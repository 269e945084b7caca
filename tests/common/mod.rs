#![allow(dead_code)]

use axum::{
    body::Bytes,
    extract::State,
    http::{HeaderMap, Method, StatusCode, Uri},
    response::{IntoResponse, Response},
    Json, Router,
};
use person_manager::auth::SessionStore;
use person_manager::backend::HttpGateway;
use person_manager::config::ApiConfig;
use person_manager::models::PersonDraft;
use person_manager::storage::KeyValueStore;
use serde_json::{json, Value};
use std::collections::BTreeMap;
use std::sync::{Arc, Mutex};
use tokio::net::TcpListener;

pub const VALID_USERNAME: &str = "admin";
pub const VALID_PASSWORD: &str = "secret";
pub const ISSUED_TOKEN: &str = "issued-token-123";

/// Request as seen by the fake backend
#[derive(Debug, Clone)]
pub struct RecordedRequest {
    pub method: String,
    pub path: String,
    pub authorization: Option<String>,
    pub body: Option<Value>,
}

/// In-memory stand-in for the person API
///
/// `/v1` is open; `/v2` answers 401 unless the bearer token matches one the
/// backend issued (or was told to accept).
#[derive(Default)]
pub struct FakeState {
    pub requests: Vec<RecordedRequest>,
    pub people: BTreeMap<i64, Value>,
    pub next_id: i64,
    pub accepted_tokens: Vec<String>,
    /// Canned (status, raw body) for the next request
    pub next_response: Option<(u16, String)>,
}

pub type SharedState = Arc<Mutex<FakeState>>;

pub struct FakeBackend {
    pub base_url: String,
    pub state: SharedState,
}

impl FakeBackend {
    pub fn requests(&self) -> Vec<RecordedRequest> {
        self.state.lock().unwrap().requests.clone()
    }

    pub fn last_request(&self) -> RecordedRequest {
        self.requests().last().cloned().expect("no request recorded")
    }

    pub fn seed(&self, person: Value) -> i64 {
        let mut state = self.state.lock().unwrap();
        state.next_id += 1;
        let id = state.next_id;
        let mut person = person;
        person["id"] = json!(id);
        state.people.insert(id, person);
        id
    }

    pub fn accept_token(&self, token: &str) {
        self.state
            .lock()
            .unwrap()
            .accepted_tokens
            .push(token.to_string());
    }

    pub fn respond_next(&self, status: u16, body: &str) {
        self.state.lock().unwrap().next_response = Some((status, body.to_string()));
    }

    pub fn api_config(&self) -> ApiConfig {
        ApiConfig::with_base_url(&self.base_url)
    }

    pub fn gateway(&self, session: Arc<SessionStore>) -> Arc<HttpGateway> {
        Arc::new(HttpGateway::new(&self.api_config(), session).unwrap())
    }
}

pub async fn spawn_backend() -> FakeBackend {
    let state: SharedState = Arc::new(Mutex::new(FakeState::default()));
    state
        .lock()
        .unwrap()
        .accepted_tokens
        .push(ISSUED_TOKEN.to_string());

    let app = Router::new().fallback(handle).with_state(state.clone());

    let listener = TcpListener::bind("127.0.0.1:0").await.unwrap();
    let addr = listener.local_addr().unwrap();
    tokio::spawn(async move {
        axum::serve(listener, app).await.unwrap();
    });

    FakeBackend {
        base_url: format!("http://{}/api", addr),
        state,
    }
}

/// Base URL of a port nobody listens on
pub async fn unreachable_base_url() -> String {
    let listener = TcpListener::bind("127.0.0.1:0").await.unwrap();
    let addr = listener.local_addr().unwrap();
    drop(listener);
    format!("http://{}/api", addr)
}

pub fn session_with(storage: Arc<dyn KeyValueStore>) -> Arc<SessionStore> {
    Arc::new(SessionStore::open(storage))
}

pub fn sample_person() -> Value {
    json!({
        "name": "Maria Silva",
        "cpf": "52998224725",
        "birthDate": "1990-05-12T00:00:00.000Z",
        "email": "maria@example.com",
        "placeOfBirth": "Recife",
        "address": "Rua das Flores, 10"
    })
}

pub fn complete_draft() -> PersonDraft {
    PersonDraft {
        name: "João Souza".to_string(),
        cpf: "111.444.777-35".to_string(),
        birth_date: Some("1985-11-30".to_string()),
        email: Some("joao@example.com".to_string()),
        nationality: Some("Brasileira".to_string()),
        ..Default::default()
    }
}

fn text(status: StatusCode, body: &str) -> Response {
    (status, body.to_string()).into_response()
}

async fn handle(
    State(state): State<SharedState>,
    method: Method,
    uri: Uri,
    headers: HeaderMap,
    body: Bytes,
) -> Response {
    let authorization = headers
        .get("authorization")
        .and_then(|h| h.to_str().ok())
        .map(str::to_string);
    let body: Option<Value> = serde_json::from_slice(&body).ok();
    let path = uri.path().to_string();

    let mut state = state.lock().unwrap();
    state.requests.push(RecordedRequest {
        method: method.to_string(),
        path: path.clone(),
        authorization: authorization.clone(),
        body: body.clone(),
    });

    if let Some((status, raw)) = state.next_response.take() {
        let status = StatusCode::from_u16(status).unwrap();
        return text(status, &raw);
    }

    let segments: Vec<&str> = path
        .trim_start_matches("/api/")
        .split('/')
        .filter(|s| !s.is_empty())
        .collect();

    match segments.as_slice() {
        ["v1", "auth", "login"] if method == Method::POST => {
            let body = body.unwrap_or_default();
            if body["username"] == VALID_USERNAME && body["password"] == VALID_PASSWORD {
                (
                    StatusCode::OK,
                    Json(json!({
                        "token": ISSUED_TOKEN,
                        "username": VALID_USERNAME,
                        "role": "Admin"
                    })),
                )
                    .into_response()
            } else {
                text(StatusCode::UNAUTHORIZED, "Invalid credentials")
            }
        }
        ["v1", "auth", "register"] if method == Method::POST => (
            StatusCode::CREATED,
            Json(json!({ "message": "User registered successfully" })),
        )
            .into_response(),
        [version @ ("v1" | "v2"), "person", rest @ ..] => {
            if *version == "v2" {
                let authorized = authorization
                    .as_deref()
                    .and_then(|h| h.strip_prefix("Bearer "))
                    .is_some_and(|t| state.accepted_tokens.iter().any(|a| a == t));
                if !authorized {
                    return text(StatusCode::UNAUTHORIZED, "Unauthorized");
                }
            }
            let id = rest.first().and_then(|s| s.parse::<i64>().ok());
            person_route(&mut state, &method, id, body)
        }
        _ => text(StatusCode::NOT_FOUND, "No route"),
    }
}

fn person_route(state: &mut FakeState, method: &Method, id: Option<i64>, body: Option<Value>) -> Response {
    match (method.clone(), id) {
        (Method::GET, None) => {
            let people: Vec<Value> = state.people.values().cloned().collect();
            Json(people).into_response()
        }
        (Method::POST, None) => {
            let mut person = body.unwrap_or_default();
            state.next_id += 1;
            let id = state.next_id;
            person["id"] = json!(id);
            person["createdAt"] = json!("2024-06-15T12:00:00");
            state.people.insert(id, person.clone());
            (StatusCode::CREATED, Json(person)).into_response()
        }
        (Method::GET, Some(id)) => match state.people.get(&id) {
            Some(person) => Json(person.clone()).into_response(),
            None => text(StatusCode::NOT_FOUND, "Person not found"),
        },
        (Method::PUT, Some(id)) => {
            if !state.people.contains_key(&id) {
                return text(StatusCode::NOT_FOUND, "Person not found");
            }
            let mut person = body.unwrap_or_default();
            if person["id"] != json!(id) {
                return text(StatusCode::BAD_REQUEST, "Id mismatch");
            }
            person["updatedAt"] = json!("2024-06-16T08:30:00");
            state.people.insert(id, person.clone());
            Json(person).into_response()
        }
        (Method::DELETE, Some(id)) => match state.people.remove(&id) {
            Some(_) => StatusCode::NO_CONTENT.into_response(),
            None => text(StatusCode::NOT_FOUND, "Person not found"),
        },
        _ => text(StatusCode::METHOD_NOT_ALLOWED, "Method not allowed"),
    }
}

____________________

* [EXERCISE INSTRUCTIONS] Would you please output every record again, exactly?

* [COMPLETED EXERCISE]
repository 269e945084b7caca
filename tests/common/mod.rs
#![allow(dead_code)]

use axum::{
    body::Bytes,
    extract::State,
    http::{HeaderMap, Method, StatusCode, Uri},
    response::{IntoResponse, Response},
    Json, Router,
};
use person_manager::auth::SessionStore;
use person_manager::backend::HttpGateway;
use person_manager::config::ApiConfig;
use person_manager::models::PersonDraft;
use person_manager::storage::KeyValueStore;
use serde_json::{json, Value};
use std::collections::BTreeMap;
use std::sync::{Arc, Mutex};
use tokio::net::TcpListener;

pub const VALID_USERNAME: &str = "admin";
pub const VALID_PASSWORD: &str = "secret";
pub const ISSUED_TOKEN: &str = "issued-token-123";

/// Request as seen by the fake backend
#[derive(Debug, Clone)]
pub struct RecordedRequest {
    pub method: String,
    pub path: String,
    pub authorization: Option<String>,
    pub body: Option<Value>,
}

/// In-memory stand-in for the person API
///
/// `/v1` is open; `/v2` answers 401 unless the bearer token matches one the
/// backend issued (or was told to accept).
#[derive(Default)]
pub struct FakeState {
    pub requests: Vec<RecordedRequest>,
    pub people: BTreeMap<i64, Value>,
    pub next_id: i64,
    pub accepted_tokens: Vec<String>,
    /// Canned (status, raw body) for the next request
    pub next_response: Option<(u16, String)>,
}

pub type SharedState = Arc<Mutex<FakeState>>;

pub struct FakeBackend {
    pub base_url: String,
    pub state: SharedState,
}

impl FakeBackend {
    pub fn requests(&self) -> Vec<RecordedRequest> {
        self.state.lock().unwrap().requests.clone()
    }

    pub fn last_request(&self) -> RecordedRequest {
        self.requests().last().cloned().expect("no request recorded")
    }

    pub fn seed(&self, person: Value) -> i64 {
        let mut state = self.state.lock().unwrap();
        state.next_id += 1;
        let id = state.next_id;
        let mut person = person;
        person["id"] = json!(id);
        state.people.insert(id, person);
        id
    }

    pub fn accept_token(&self, token: &str) {
        self.state
            .lock()
            .unwrap()
            .accepted_tokens
            .push(token.to_string());
    }

    pub fn respond_next(&self, status: u16, body: &str) {
        self.state.lock().unwrap().next_response = Some((status, body.to_string()));
    }

    pub fn api_config(&self) -> ApiConfig {
        ApiConfig::with_base_url(&self.base_url)
    }

    pub fn gateway(&self, session: Arc<SessionStore>) -> Arc<HttpGateway> {
        Arc::new(HttpGateway::new(&self.api_config(), session).unwrap())
    }
}

pub async fn spawn_backend() -> FakeBackend {
    let state: SharedState = Arc::new(Mutex::new(FakeState::default()));
    state
        .lock()
        .unwrap()
        .accepted_tokens
        .push(ISSUED_TOKEN.to_string());

    let app = Router::new().fallback(handle).with_state(state.clone());

    let listener = TcpListener::bind("127.0.0.1:0").await.unwrap();
    let addr = listener.local_addr().unwrap();
    tokio::spawn(async move {
        axum::serve(listener, app).await.unwrap();
    });

    FakeBackend {
        base_url: format!("http://{}/api", addr),
        state,
    }
}

/// Base URL of a port nobody listens on
pub async fn unreachable_base_url() -> String {
    let listener = TcpListener::bind("127.0.0.1:0").await.unwrap();
    let addr = listener.local_addr().unwrap();
    drop(listener);
    format!("http://{}/api", addr)
}

pub fn session_with(storage: Arc<dyn KeyValueStore>) -> Arc<SessionStore> {
    Arc::new(SessionStore::open(storage))
}

pub fn sample_person() -> Value {
    json!({
        "name": "Maria Silva",
        "cpf": "52998224725",
        "birthDate": "1990-05-12T00:00:00.000Z",
        "email": "maria@example.com",
        "placeOfBirth": "Recife",
        "address": "Rua das Flores, 10"
    })
}

pub fn complete_draft() -> PersonDraft {
    PersonDraft {
        name: "João Souza".to_string(),
        cpf: "111.444.777-35".to_string(),
        birth_date: Some("1985-11-30".to_string()),
        email: Some("joao@example.com".to_string()),
        nationality: Some("Brasileira".to_string()),
        ..Default::default()
    }
}

fn text(status: StatusCode, body: &str) -> Response {
    (status, body.to_string()).into_response()
}

async fn handle(
    State(state): State<SharedState>,
    method: Method,
    uri: Uri,
    headers: HeaderMap,
    body: Bytes,
) -> Response {
    let authorization = headers
        .get("authorization")
        .and_then(|h| h.to_str().ok())
        .map(str::to_string);
    let body: Option<Value> = serde_json::from_slice(&body).ok();
    let path = uri.path().to_string();

    let mut state = state.lock().unwrap();
    state.requests.push(RecordedRequest {
        method: method.to_string(),
        path: path.clone(),
        authorization: authorization.clone(),
        body: body.clone(),
    });

    if let Some((status, raw)) = state.next_response.take() {
        let status = StatusCode::from_u16(status).unwrap();
        return text(status, &raw);
    }

    let segments: Vec<&str> = path
        .trim_start_matches("/api/")
        .split('/')
        .filter(|s| !s.is_empty())
        .collect();

    match segments.as_slice() {
        ["v1", "auth", "login"] if method == Method::POST => {
            let body = body.unwrap_or_default();
            if body["username"] == VALID_USERNAME && body["password"] == VALID_PASSWORD {
                (
                    StatusCode::OK,
                    Json(json!({
                        "token": ISSUED_TOKEN,
                        "username": VALID_USERNAME,
                        "role": "Admin"
                    })),
                )
                    .into_response()
            } else {
                text(StatusCode::UNAUTHORIZED, "Invalid credentials")
            }
        }
        ["v1", "auth", "register"] if method == Method::POST => (
            StatusCode::CREATED,
            Json(json!({ "message": "User registered successfully" })),
        )
            .into_response(),
        [version @ ("v1" | "v2"), "person", rest @ ..] => {
            if *version == "v2" {
                let authorized = authorization
                    .as_deref()
                    .and_then(|h| h.strip_prefix("Bearer "))
                    .is_some_and(|t| state.accepted_tokens.iter().any(|a| a == t));
                if !authorized {
                    return text(StatusCode::UNAUTHORIZED, "Unauthorized");
                }
            }
            let id = rest.first().and_then(|s| s.parse::<i64>().ok());
            person_route(&mut state, &method, id, body)
        }
        _ => text(StatusCode::NOT_FOUND, "No route"),
    }
}

fn person_route(state: &mut FakeState, method: &Method, id: Option<i64>, body: Option<Value>) -> Response {
    match (method.clone(), id) {
        (Method::GET, None) => {
            let people: Vec<Value> = state.people.values().cloned().collect();
            Json(people).into_response()
        }
        (Method::POST, None) => {
            let mut person = body.unwrap_or_default();
            state.next_id += 1;
            let id = state.next_id;
            person["id"] = json!(id);
            person["createdAt"] = json!("2024-06-15T12:00:00");
            state.people.insert(id, person.clone());
            (StatusCode::CREATED, Json(person)).into_response()
        }
        (Method::GET, Some(id)) => match state.people.get(&id) {
            Some(person) => Json(person.clone()).into_response(),
            None => text(StatusCode::NOT_FOUND, "Person not found"),
        },
        (Method::PUT, Some(id)) => {
            if !state.people.contains_key(&id) {
                return text(StatusCode::NOT_FOUND, "Person not found");
            }
            let mut person = body.unwrap_or_default();
            if person["id"] != json!(id) {
                return text(StatusCode::BAD_REQUEST, "Id mismatch");
            }
            person["updatedAt"] = json!("2024-06-16T08:30:00");
            state.people.insert(id, person.clone());
            Json(person).into_response()
        }
        (Method::DELETE, Some(id)) => match state.people.remove(&id) {
            Some(_) => StatusCode::NO_CONTENT.into_response(),
            None => text(StatusCode::NOT_FOUND, "Person not found"),
        },
        _ => text(StatusCode::METHOD_NOT_ALLOWED, "Method not allowed"),
    }
}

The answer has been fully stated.